Mortgage deleveraging to continue in 2012
The amend-pretend-extend policy of lenders is designed to avoid recognizing losses. They hope to replace their old bad loans with good new ones. So far they have been successful at keeping this bogus debt on their books. The result is millions of delinquent borrowers in shadow inventory.
Households shed mortgage debt each month for more than one year now, but the deleveraging has yet to end, according to Fannie Mae Chief Economist Doug Duncan.
Either through payoffs or foreclosure, total U.S. mortgage debt dropped or remained flat for 15-straight months, according to Federal Reserve data. The peak came in the first quarter of 2010, when American households unloaded roughly $125 billion in mortgage debt those three months alone.
Duncan pointed out recent housing indicators have improved. Existing home sales rose in January and gained roughly 27% at an annualized rate over the past six months. Actual sales came in at the highest level in four years at the start of 2012, though National Association of Realtor data can be less than dependable.
Even as these metrics show consumers are looking to take on more debt, lending remains tight and appraisals are still coming in low.
Purchase mortgage applications remain on the downslide since the crash. Duncan expects total mortgage originations to total $1.14 trillion in 2012, down from $1.36 trillion the year before.
“Another worrisome aspect of the housing market is the lack of sustained improvement in purchase mortgage demand,” according to the Fannie Mae outlook report released Monday. “While mortgage rates have hovered near their record lows, purchase mortgage applications have remained at depressed levels. Investors and other all-cash buyers continue to play a sizable role in supporting sales in battered housing markets.”
Last week, purchase applications did climb 4.4% from one year ago to the highest level since January, a sign the housing market might be on the verge a spring turnaround at last.
Still, household formation has been “anemic,” according to Duncan, remaining below the long-held average of 1.1. million to 1.2 million households per year. Younger buyers burdened with the student loan debt are delaying homeownership and instead are choosing to rent the very homes first-time buyers bought in the past, according to Duncan. The share of the single-family housing stock as rentals grew to 33.5% from 30.8% over the back half of the last decade.

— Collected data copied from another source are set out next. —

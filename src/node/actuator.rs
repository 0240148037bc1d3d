//! # Landing Actuator Node
//!
//! Moves the landing servos on relay commands and confirms deployment back
//! to the commanding node.
//!
//! | Byte | Action |
//! |------|--------|
//! | `1` | open servos, acknowledge once per session |
//! | `0` | close servos |
//!
//! Any other byte is ignored.

use tracing::{debug, info, warn};

use crate::error::Result;
use crate::io::PwmOutput;
use crate::relay::transport::add_peer_if_absent;
use crate::relay::{EventInbox, PeerAddress, RelayEvent, ShortRangeLink};

/// Relay command opening the landing gear
pub const COMMAND_OPEN: u8 = 1;

/// Relay command closing the landing gear
pub const COMMAND_CLOSE: u8 = 0;

/// Servo wiring and geometry.
///
/// The servo PWM output is expected to count duty in microseconds of high
/// time, i.e. its maximum duty equals `period_us`.
#[derive(Debug, Clone, PartialEq, Eq)]
pub struct ServoSettings {
    pub channels: Vec<u32>,
    pub period_us: u16,
    pub min_pulse_us: u16,
    pub max_pulse_us: u16,
    pub open_angle: u16,
    pub closed_angle: u16,
}

impl Default for ServoSettings {
    fn default() -> Self {
        Self {
            channels: vec![0, 1],
            period_us: 20_000,
            min_pulse_us: 544,
            max_pulse_us: 2400,
            open_angle: 175,
            closed_angle: 5,
        }
    }
}

impl ServoSettings {
    /// Pulse width for `angle` degrees (0..=180)
    pub fn pulse_us(&self, angle: u16) -> u16 {
        let angle = u32::from(angle.min(180));
        let span = u32::from(self.max_pulse_us.saturating_sub(self.min_pulse_us));
        let pulse = u32::from(self.min_pulse_us) + span * angle / 180;
        pulse.min(u32::from(self.period_us)) as u16
    }
}

/// Landing actuator control loop state
pub struct ActuatorNode<P: PwmOutput, L: ShortRangeLink> {
    servos: P,
    settings: ServoSettings,
    link: L,
    inbox: EventInbox,
    ack_code: u8,
    open: bool,
    acknowledged: bool,
}

impl<P: PwmOutput, L: ShortRangeLink> ActuatorNode<P, L> {
    pub fn new(servos: P, settings: ServoSettings, link: L, inbox: EventInbox, ack_code: u8) -> Self {
        Self {
            servos,
            settings,
            link,
            inbox,
            ack_code,
            open: false,
            acknowledged: false,
        }
    }

    /// Drive the servos to the closed position
    pub fn init(&mut self) -> Result<()> {
        self.set_open(false)?;
        info!("Landing servos closed, waiting for relay commands");
        Ok(())
    }

    /// Handle every queued relay command, oldest first
    pub fn cycle(&mut self) {
        for event in self.inbox.drain() {
            self.handle(event);
        }
    }

    fn handle(&mut self, event: RelayEvent) {
        match event.byte {
            COMMAND_OPEN => {
                if let Err(e) = self.set_open(true) {
                    warn!("Failed to open landing servos: {}", e);
                    return;
                }
                info!("Landing gear opened on command from {}", event.sender);
                if !self.acknowledged {
                    self.acknowledge(event.sender);
                }
            }
            COMMAND_CLOSE => match self.set_open(false) {
                Ok(()) => info!("Landing gear closed on command from {}", event.sender),
                Err(e) => warn!("Failed to close landing servos: {}", e),
            },
            other => debug!("Ignoring relay byte 0x{:02X} from {}", other, event.sender),
        }
    }

    fn acknowledge(&mut self, sender: PeerAddress) {
        let sent = add_peer_if_absent(&mut self.link, sender)
            .and_then(|()| self.link.send(&sender, &[self.ack_code]));

        match sent {
            Ok(()) => {
                self.acknowledged = true;
                info!("Deployment acknowledged to {}", sender);
            }
            Err(e) => warn!("Deployment acknowledgment to {} failed: {}", sender, e),
        }
    }

    fn set_open(&mut self, open: bool) -> Result<()> {
        let angle = if open {
            self.settings.open_angle
        } else {
            self.settings.closed_angle
        };
        let pulse = self.settings.pulse_us(angle);

        let mut first_error = None;
        for &channel in &self.settings.channels {
            if let Err(e) = self.servos.write(channel, pulse) {
                first_error.get_or_insert(e);
            }
        }
        self.open = open;

        match first_error {
            Some(e) => Err(e),
            None => Ok(()),
        }
    }

    pub fn is_open(&self) -> bool {
        self.open
    }

    /// Whether the deployment acknowledgment went out this session
    pub fn is_acknowledged(&self) -> bool {
        self.acknowledged
    }
}

#[cfg(test)]
mod tests {
    use super::*;
    use crate::io::mocks::MockPins;
    use crate::relay::transport::mocks::MockLink;
    use crate::relay::{event_channel, EventSender, DEFAULT_ACK_CODE};

    const VEHICLE: PeerAddress = PeerAddress::new([0x02, 0, 0, 0, 0, 0x01]);

    fn node() -> (ActuatorNode<MockPins, MockLink>, MockPins, MockLink, EventSender) {
        let pins = MockPins::new();
        let link = MockLink::new();
        let (events, inbox) = event_channel(8);
        let mut node = ActuatorNode::new(
            pins.clone(),
            ServoSettings::default(),
            link.clone(),
            inbox,
            DEFAULT_ACK_CODE,
        );
        node.init().unwrap();
        (node, pins, link, events)
    }

    #[test]
    fn test_pulse_width_mapping() {
        let settings = ServoSettings::default();
        assert_eq!(settings.pulse_us(0), 544);
        assert_eq!(settings.pulse_us(90), 1472);
        assert_eq!(settings.pulse_us(180), 2400);
        assert_eq!(settings.pulse_us(250), 2400);
    }

    #[test]
    fn test_init_closes_servos() {
        let (node, pins, _link, _events) = node();
        let closed = ServoSettings::default().pulse_us(5);

        assert!(!node.is_open());
        assert_eq!(pins.duty_writes(), vec![(0, closed), (1, closed)]);
    }

    #[test]
    fn test_open_acknowledges_once() {
        let (mut node, pins, link, events) = node();
        let open = ServoSettings::default().pulse_us(175);

        events.post(VEHICLE, &[COMMAND_OPEN]);
        events.post(VEHICLE, &[COMMAND_CLOSE]);
        events.post(VEHICLE, &[COMMAND_OPEN]);
        node.cycle();

        assert!(node.is_open());
        assert!(node.is_acknowledged());
        assert_eq!(pins.duty(0), Some(open));
        assert_eq!(pins.duty(1), Some(open));
        assert_eq!(link.sent(), vec![(VEHICLE, vec![DEFAULT_ACK_CODE])]);
        assert_eq!(link.add_calls(), 1);
    }

    #[test]
    fn test_close_does_not_acknowledge() {
        let (mut node, _pins, link, events) = node();

        events.post(VEHICLE, &[COMMAND_CLOSE]);
        node.cycle();

        assert!(!node.is_open());
        assert!(link.sent().is_empty());
    }

    #[test]
    fn test_unknown_byte_ignored() {
        let (mut node, pins, link, events) = node();
        pins.clear();

        events.post(VEHICLE, &[7]);
        node.cycle();

        assert!(pins.duty_writes().is_empty());
        assert!(link.sent().is_empty());
    }

    #[test]
    fn test_failed_ack_retried_on_next_open() {
        let (mut node, _pins, link, events) = node();

        link.set_fail_sends(true);
        events.post(VEHICLE, &[COMMAND_OPEN]);
        node.cycle();
        assert!(!node.is_acknowledged());

        link.set_fail_sends(false);
        events.post(VEHICLE, &[COMMAND_OPEN]);
        node.cycle();

        assert!(node.is_acknowledged());
        assert_eq!(link.sent(), vec![(VEHICLE, vec![DEFAULT_ACK_CODE])]);
    }
}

There are still 1.4 million homes in the foreclosure process, according to CoreLogic. Another 2 million are 90 days or more delinquent, according to Lender Processing Services. More than 11 million homeowers are underwater and unable to move to where the small of job growth is occuring. All of this, according to Duncan, is keeping housing as a headwind until banks and government agencies begin deleveraging their mortgage problems at the same pace as consumers.
But until the foreclosure settlement is finalized, new standards put in place and processing begins moving again, the long road to recovery will remain delayed, Duncan said.
His forecast remains little changed from one month ago. Home sales, he said, may only increase 7% from last year.
“In any case, while the clearing of the foreclosure pipeline may hurt home prices in the short run, it will likely help the markets recover over time as the shadow supply will come to weigh less on home prices,” Duncan said.